[Dataset entries]
--------

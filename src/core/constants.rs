// Tick and timing
pub const TICK_INTERVAL_MS: u64 = 100;
pub const ONLINE_REWARD_INTERVAL_SECONDS: f64 = 60.0;
pub const BASE_SECONDS_PER_ENEMY: f64 = 2.5;
pub const ENEMY_INTERVAL_DECAY_PER_STAGE: f64 = 0.985;
pub const MIN_SECONDS_PER_ENEMY: f64 = 1.25;

// XP and leveling
// Player curve: floor((level + 300 * 2^(level / 10.5)) / 4), with late-game
// scaling of 1.25x from level 120 and 1.5x from level 160.
pub const PLAYER_MAX_LEVEL: u32 = 300;
pub const PLAYER_XP_CURVE_BASE: f64 = 300.0;
pub const PLAYER_XP_CURVE_DIVISOR: f64 = 10.5;
pub const PLAYER_XP_CURVE_SCALE: f64 = 4.0;
pub const PLAYER_XP_MID_LEVEL: u32 = 120;
pub const PLAYER_XP_MID_MULTIPLIER: f64 = 1.25;
pub const PLAYER_XP_LATE_LEVEL: u32 = 160;
pub const PLAYER_XP_LATE_MULTIPLIER: f64 = 1.5;

// Growth curve: round(100 * level^2.05), shared by companions and skills.
pub const GROWTH_MAX_LEVEL: u32 = 200;
pub const GROWTH_XP_CURVE_BASE: f64 = 100.0;
pub const GROWTH_XP_CURVE_EXPONENT: f64 = 2.05;

// Player base stats and per-level curves (smooth ease from level 1 to 100)
pub const BASE_POWER: f64 = 10.0;
pub const BASE_HEALTH: f64 = 100.0;
pub const BASE_SPEED: f64 = 5.0;
pub const POWER_CURVE_PEAK: f64 = 3.0;
pub const HEALTH_CURVE_PEAK: f64 = 4.0;
pub const SPEED_CURVE_PEAK: f64 = 2.0;
pub const STAT_CURVE_MAX_LEVEL: u32 = 100;

// Combat power weights
pub const CP_POWER_WEIGHT: f64 = 1.25;
pub const CP_HEALTH_WEIGHT: f64 = 0.75;
pub const CP_SPEED_WEIGHT: f64 = 0.5;

// Gear
// Rarity order: Normal, Unique, Well, Rare, Mythic, Epic, Legendary,
// Immortal, Supreme, Radiant, Eternal.
pub const GEAR_RARITY_MULTIPLIERS: [f64; 11] = [
    1.00, 1.10, 1.20, 1.35, 1.55, 1.80, 2.10, 2.50, 3.00, 3.60, 4.50,
];
pub const GEAR_LEVEL_EXPONENT: f64 = 1.05;
pub const GEAR_UPGRADE_POWER_BONUS: f64 = 0.5;
pub const GEAR_SELL_POWER_WEIGHT: f64 = 2.0;
pub const GEAR_SELL_HEALTH_WEIGHT: f64 = 0.5;
pub const GEAR_SELL_SPEED_WEIGHT: f64 = 3.0;
pub const GEAR_SELL_SCALE: f64 = 0.25;

// Quantum gate progression
pub const GATE_MAX_LEVEL: u32 = 28;
pub const GATE_BASE_WEIGHTS: [f64; 11] = [
    1.0, 0.6, 0.45, 0.3, 0.2, 0.15, 0.1, 0.07, 0.05, 0.03, 0.02,
];
pub const GATE_WEIGHT_LERP_TOP: f64 = 4.0;
pub const GATE_WEIGHT_FLOOR: f64 = 0.5;
pub const GATE_WEIGHT_EXPONENT: f64 = 1.2;
pub const ETERNAL_UNLOCK_GATE_LEVEL: u32 = 28;
pub const GATE_SEGMENT_COUNTS: [u32; 5] = [2, 3, 4, 5, 6];
pub const GATE_SEGMENT_RANGE_ENDS: [u32; 5] = [5, 10, 14, 21, 28];
pub const GATE_CREDIT_COST_BASE: f64 = 1000.0;
pub const GATE_CREDIT_COST_EXPONENT: f64 = 1.25;
pub const GATE_TIME_COST_BASE_MINUTES: f64 = 5.0;
pub const GATE_TIME_COST_EXPONENT: f64 = 1.35;
pub const GATE_MASK_LOW_THRESHOLD: u32 = 20;
pub const GATE_MASK_MID_THRESHOLD: u32 = 25;
pub const GATE_MASK_HIGH_THRESHOLD: u32 = 28;
pub const GATE_PENULTIMATE_LEVEL: u32 = 25;
pub const GATE_PENULTIMATE_PLAYER_LEVEL: u32 = 50;
pub const GATE_PENULTIMATE_LAUNCH_AGE_DAYS: i64 = 7;
pub const GATE_FINAL_PLAYER_LEVEL: u32 = 80;
pub const GATE_FINAL_LAUNCH_AGE_DAYS: i64 = 14;
pub const PLAYER_LEVELS_PER_GATE: u32 = 10;
pub const GATE_GEAR_LEVEL_MIN_FACTOR: u32 = 2;
pub const GATE_GEAR_LEVEL_MAX_FACTOR: u32 = 3;
pub const GATE_GEAR_LEVEL_MAX_OFFSET: u32 = 5;
pub const GATE_GEAR_MIN_LEVEL_CAP: u32 = 500;
pub const GATE_GEAR_MAX_LEVEL_CAP: u32 = 600;

// Gate pull rewards (integer rolls are half-open, Unity style)
pub const GATE_PULL_POWER_ROLL: (u32, u32) = (5, 25);
pub const GATE_PULL_HEALTH_ROLL: (u32, u32) = (15, 50);
pub const GATE_PULL_SPEED_ROLL: (u32, u32) = (1, 6);
pub const GATE_PULL_POWER_GATE_FACTOR: f64 = 0.5;
pub const GATE_PULL_HEALTH_GATE_FACTOR: f64 = 0.4;
pub const GATE_PULL_SPEED_RARITY_FACTOR: f64 = 0.75;
pub const GATE_PULL_XP_BASE: f64 = 25.0;
pub const GATE_PULL_XP_GATE_FACTOR: f64 = 0.05;
pub const RARITY_XP_BONUS_PEAK: f64 = 3.0;

// Summon machines
pub const COMPANION_SUMMON_WEIGHTS: [f64; 5] = [0.60, 0.25, 0.10, 0.04, 0.01];
pub const SKILL_SUMMON_WEIGHTS: [f64; 5] = [0.55, 0.25, 0.12, 0.06, 0.02];
pub const SUMMON_SMALL_BUNDLE_COST: u64 = 15;
pub const SUMMON_SMALL_BUNDLE_PULLS: u32 = 15;
pub const SUMMON_LARGE_BUNDLE_COST: u64 = 30;
pub const SUMMON_LARGE_BUNDLE_PULLS: u32 = 35;
pub const COMPANION_SUMMON_XP_BASE: f64 = 50.0;
pub const COMPANION_SUMMON_XP_LEVEL_FACTOR: f64 = 0.05;
pub const SKILL_SUMMON_XP_BASE: f64 = 30.0;
pub const SKILL_SUMMON_XP_LEVEL_FACTOR: f64 = 0.03;
pub const DUPE_XP_FACTORS: [f64; 5] = [0.35, 0.55, 0.8, 1.0, 1.25];

// Companions
pub const COMPANION_RARITY_MULTIPLIERS: [f64; 5] = [1.0, 1.5, 2.2, 3.25, 5.0];
pub const COMPANION_POWER_CURVE_PEAK: f64 = 5.0;
pub const COMPANION_HEALTH_CURVE_PEAK: f64 = 8.0;
pub const COMPANION_CP_POWER_WEIGHT: f64 = 2.0;
pub const COMPANION_CP_HEALTH_WEIGHT: f64 = 0.5;
pub const MAX_EQUIPPED_COMPANIONS: usize = 3;
pub const COMPANION_PASSIVE_FACTOR: f64 = 0.25;
pub const COMPANION_XP_SHARE: f64 = 0.15;

// Skills
pub const SKILL_RARITY_MULTIPLIERS: [f64; 5] = [1.0, 1.4, 2.0, 3.0, 4.5];
pub const SKILL_LEVEL_MULT_DIVISOR: f64 = 100.0;
pub const SKILL_LEVEL_MULT_EXPONENT: f64 = 1.25;
pub const SKILL_GROWTH_MAX_LEVEL: u32 = 50;
pub const SKILL_GROWTH_PEAK: f64 = 3.0;
pub const MAX_EQUIPPED_SKILLS: usize = 3;

// Per-kill currency drop chances
pub const DROP_CHANCE_GATE_SHARD: f64 = 0.03;
pub const DROP_CHANCE_COMPANION_SHARD: f64 = 0.02;
pub const DROP_CHANCE_SKILL_TICKET: f64 = 0.015;
pub const DROP_CHANCE_COMPANION_TICKET: f64 = 0.012;
pub const BOSS_DROP_CHANCE_MULTIPLIER: f64 = 2.5;
pub const BOSS_REWARD_MULTIPLIER: f64 = 2.0;

// Enemies and stages
pub const ELITE_STAT_MULTIPLIER: f64 = 2.5;
pub const BOSS_STAT_MULTIPLIER: f64 = 6.0;
pub const ENEMY_POWER_CP_FACTOR: f64 = 0.75;
pub const ENEMY_POWER_STAGE_GROWTH: f64 = 1.05;
pub const ENEMY_HEALTH_BASE: f64 = 100.0;
pub const ENEMY_HEALTH_STAGE_EXPONENT: f64 = 1.25;
pub const ENEMY_XP_FACTOR: f64 = 0.15;
pub const ENEMY_CREDIT_FACTOR: f64 = 1.25;
pub const ENEMIES_PER_STAGE: u32 = 10;
pub const BOSS_STAGE_INTERVAL: u32 = 10;
pub const ELITE_STAGE_INTERVAL: u32 = 5;
pub const MAX_STAGE: u32 = 1000;

// Idle accrual
pub const OFFLINE_XP_PER_HOUR: f64 = 2000.0;
pub const OFFLINE_CREDITS_PER_HOUR: f64 = 5000.0;
pub const OFFLINE_CAP_HOURS: f64 = 8.0;
pub const OFFLINE_DIMINISHED_RATE: f64 = 0.5;
pub const OFFLINE_MIN_HOURS: f64 = 0.05;
pub const ONLINE_XP_PER_MINUTE: f64 = 40.0;
pub const ONLINE_CREDITS_PER_MINUTE: f64 = 200.0;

--------

Problem description -
Set down only the lines above that fall between the line holding "pub const GEAR_RARITY_MULTIPLIERS: [f64;" and the line holding "pub const GATE_BASE_WEIGHTS: [f64;", inclusive, keeping each exact.

Written answer -
pub const GEAR_RARITY_MULTIPLIERS: [f64; 11] = [
    1.00, 1.10, 1.20, 1.35, 1.55, 1.80, 2.10, 2.50, 3.00, 3.60, 4.50,
];
pub const GEAR_LEVEL_EXPONENT: f64 = 1.05;
pub const GEAR_UPGRADE_POWER_BONUS: f64 = 0.5;
pub const GEAR_SELL_POWER_WEIGHT: f64 = 2.0;
pub const GEAR_SELL_HEALTH_WEIGHT: f64 = 0.5;
pub const GEAR_SELL_SPEED_WEIGHT: f64 = 3.0;
pub const GEAR_SELL_SCALE: f64 = 0.25;

// Quantum gate progression
pub const GATE_MAX_LEVEL: u32 = 28;
pub const GATE_BASE_WEIGHTS: [f64; 11] = [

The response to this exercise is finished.